One Calvinist reply to the apparent contradiction between these two claims is to quote Paul who asks "does the clay ask the potter why have you made me thus", but this seems an inadequate response to a very perplexing question. Clay pots are not conscious. They don't feel and suffer, much less do they endure for eternity. Human beings are more than clay. For a conscious eternal soul, capable of profound suffering and anguish, to be placed upon this earth simply to suffer forever is completely alien to any notion of justice or goodness of which we are capable of conceiving.

One way around the difficulty, some have suggested, is to maintain that the "lost" do not suffer for eternity but rather are annihilated upon death. This may indeed be better, but one still wonders how denying some individuals eternal happiness is either good, just, or merciful when the individual had no ability to choose that destiny for himself.

Wayne points out that the possibility mentioned above, that God only predestines those who freely choose His salvation, doesn't help exonerate God of the charge of being cruel since it still leaves His goodness open to question. If God foreknew who would accept salvation and who wouldn't, but nevertheless went ahead and created those He knew would ultimately choose to reject His offer of salvation, He would still be open to the charge of cruelty or malevolence.
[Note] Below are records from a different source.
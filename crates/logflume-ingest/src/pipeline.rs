//! The pipeline orchestrator.
//!
//! Owns the retrieve → decompress → parse-and-append → report sequence
//! per object, then the single delivery call. Objects are processed
//! strictly in order; the first failure aborts the invocation with no
//! delivery of whatever partial content the buffer already holds.
//!
//! Per invocation: `Start → ProcessingObjects{i} → CheckBuffer →
//! Delivering → Done`, with any failure short-circuiting to `Failed`.

use std::sync::Arc;

use bytes::Bytes;
use tracing::{info, warn, Instrument};

use logflume_core::error::{Error, Result};
use logflume_core::event::{InvocationBatch, ObjectRef};
use logflume_core::observability::ingest_span;
use logflume_core::storage::StorageBackend;

use crate::decompress::GzipStream;
use crate::delivery::{DeliveryResponse, DeliverySink};
use crate::parser::LogParser;
use crate::report::Reporter;

/// Outcome of a successful invocation.
#[derive(Debug)]
pub struct IngestOutcome {
    /// Number of objects processed.
    pub objects: usize,
    /// Size of the delivered record in bytes.
    pub delivered_bytes: usize,
    /// Delivery response, when the sink returned one.
    pub response: Option<DeliveryResponse>,
}

/// Orchestrates one invocation of the ingestion pipeline.
///
/// All per-invocation state (the aggregation buffer, the outcome) is
/// created inside [`run`](Self::run) and dropped at its end; the
/// pipeline holds nothing across invocations. The shared buffer needs
/// no synchronization because objects are processed sequentially.
pub struct IngestPipeline {
    storage: Arc<dyn StorageBackend>,
    parser: Arc<dyn LogParser>,
    sink: Arc<dyn DeliverySink>,
    reporter: Reporter,
}

impl IngestPipeline {
    /// Assembles a pipeline from its collaborators.
    #[must_use]
    pub fn new(
        storage: Arc<dyn StorageBackend>,
        parser: Arc<dyn LogParser>,
        sink: Arc<dyn DeliverySink>,
        reporter: Reporter,
    ) -> Self {
        Self {
            storage,
            parser,
            sink,
            reporter,
        }
    }

    /// Runs one invocation over `batch`.
    ///
    /// # Errors
    ///
    /// Returns the first error encountered: retrieval, decompression,
    /// parse, or report failure for any object; [`Error::EmptyBuffer`]
    /// when processing left nothing to deliver; or the delivery
    /// failure. A response-serialization failure after successful
    /// delivery is logged, not returned.
    pub async fn run(&mut self, batch: &InvocationBatch) -> Result<IngestOutcome> {
        let mut buffer: Vec<u8> = Vec::new();

        for object in batch {
            let span = ingest_span("process_object", &object.location, &object.key);
            self.process_object(object, &mut buffer)
                .instrument(span)
                .await?;
        }

        if buffer.is_empty() {
            return Err(Error::EmptyBuffer);
        }

        let record = Bytes::from(buffer);
        let delivered_bytes = record.len();
        info!(
            objects = batch.len(),
            bytes = delivered_bytes,
            "delivering aggregated record"
        );

        let response = self.sink.put_batch(record).await?;

        if let Some(response) = &response {
            if let Err(err) = self.reporter.report_response(response) {
                if err.is_fatal() {
                    return Err(err);
                }
                // Delivery already succeeded; an unserializable response
                // must not fail the invocation.
                warn!(error = %err, "delivery response not serialized");
            }
        }

        Ok(IngestOutcome {
            objects: batch.len(),
            delivered_bytes,
            response,
        })
    }

    async fn process_object(&mut self, object: &ObjectRef, buffer: &mut Vec<u8>) -> Result<()> {
        let raw = self.storage.fetch(&object.location, &object.key).await?;

        // The stream is scoped to this object; it is released on every
        // exit path below.
        let mut stream = GzipStream::open(&object.key, raw)?;
        let summary = self.parser.parse(&mut stream, buffer, &object.key)?;

        self.reporter.report(&summary)?;
        Ok(())
    }
}
//! Observability infrastructure for logflume.
//!
//! Structured diagnostic logging with consistent spans. Note that the
//! pipeline's per-object result lines and delivery-response line are
//! data-plane output emitted by the reporter, not by this module.

use std::sync::Once;
use tracing::Span;
use tracing_subscriber::{fmt, layer::SubscriberExt, util::SubscriberInitExt, EnvFilter};

static INIT: Once = Once::new();

/// Log output format.
#[derive(Debug, Clone, Copy, Default)]
pub enum LogFormat {
    /// JSON structured logs (for production).
    Json,
    /// Pretty-printed logs (for development).
    #[default]
    Pretty,
}

/// Initializes the logging subsystem.
///
/// Call once at application startup. Safe to call multiple times;
/// subsequent calls are no-ops.
///
/// # Environment Variables
///
/// - `RUST_LOG`: Controls log levels (e.g., `info`, `logflume_ingest=debug`)
///
/// # Example
///
/// ```rust
/// use logflume_core::observability::{init_logging, LogFormat};
///
/// init_logging(LogFormat::Pretty);
/// ```
pub fn init_logging(format: LogFormat) {
    INIT.call_once(|| {
        let env_filter =
            EnvFilter::try_from_default_env().unwrap_or_else(|_| EnvFilter::new("info"));

        match format {
            LogFormat::Json => {
                tracing_subscriber::registry()
                    .with(env_filter)
                    .with(fmt::layer().json())
                    .init();
            }
            LogFormat::Pretty => {
                tracing_subscriber::registry()
                    .with(env_filter)
                    .with(fmt::layer().pretty())
                    .init();
            }
        }
    });
}

/// Creates a span for ingest operations with standard fields.
///
/// # Example
///
/// ```rust
/// use logflume_core::observability::ingest_span;
///
/// let span = ingest_span("process_object", "alb-logs", "AWSLogs/a.log.gz");
/// let _guard = span.enter();
/// // ... process the object
/// ```
#[must_use]
pub fn ingest_span(operation: &str, location: &str, key: &str) -> Span {
    tracing::info_span!(
        "ingest",
        op = operation,
        location = location,
        key = key,
    )
}

#[cfg(test)]
mod tests {
    use super::*;

    #[test]
    fn test_init_logging_succeeds() {
        // Should not panic (uses Once internally)
        init_logging(LogFormat::Pretty);
        init_logging(LogFormat::Pretty); // Second call should be no-op
    }

    #[test]
    fn test_span_helper_creates_span() {
        let span = ingest_span("process_object", "alb-logs", "AWSLogs/a.log.gz");
        let _guard = span.enter();
        tracing::info!("test message in span");
    }
}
Perhaps Wayne has gotten himself tangled in the web of His Reformed theology and can't get out of one difficulty without enmeshing himself in another. In this case he's entangled by the Reformed doctrine of Divine sovereignty which holds that every single detail of creation was foreordained and predetermined. It may be, however, that God doesn't deliberately and willfully create every individual who has lived on earth, any more than He directly causes every event that happens to a person in his lifetime. Perhaps God only created the progenitors of mankind. The individual progeny of the original creation may be a result of chance and human volition. If so, God would be absolved of the charge of cruelty since He did not cause the birth of any particular individual nor did He foreordain that any given individual would spurn His love.

Another possibility is that God simply doesn't know what free beings are going to choose to do in their future (See a fuller discussion of this possibility here). Such knowledge may be beyond the capabilities even of a Being who possesses omniscience, just as the ability to create a world in which it would be true to say that God did not create it is beyond the scope of Divine omnipotence.

In any event, the question of exactly what Scripture is referring to when it mentions predestination is very puzzling and every potential resolution carries with it its own set of problems. Some Christians argue that whether our eternal destiny is predetermined or not makes no practical difference since each of us has to live as if we are free agents responsible for our own choices. This is true, of course, but the importance of the question lies not in its significance for our individual salvation, rather it lies in its apologetic significance. Those hostile to the Christian faith have long used the image of a cruel, malevolent deity gleefully creating beings for no greater purpose than to spend eternity condemned to torment and agony as a powerful tool with which to discredit Christianity. It's an image of God that makes Him seem more like Saddam Hussein than the source of love and goodness. It's an image that Christians must dispel, and so we must not throw up our hands and say the problem is too mysterious to be solved. We need to work at solving it.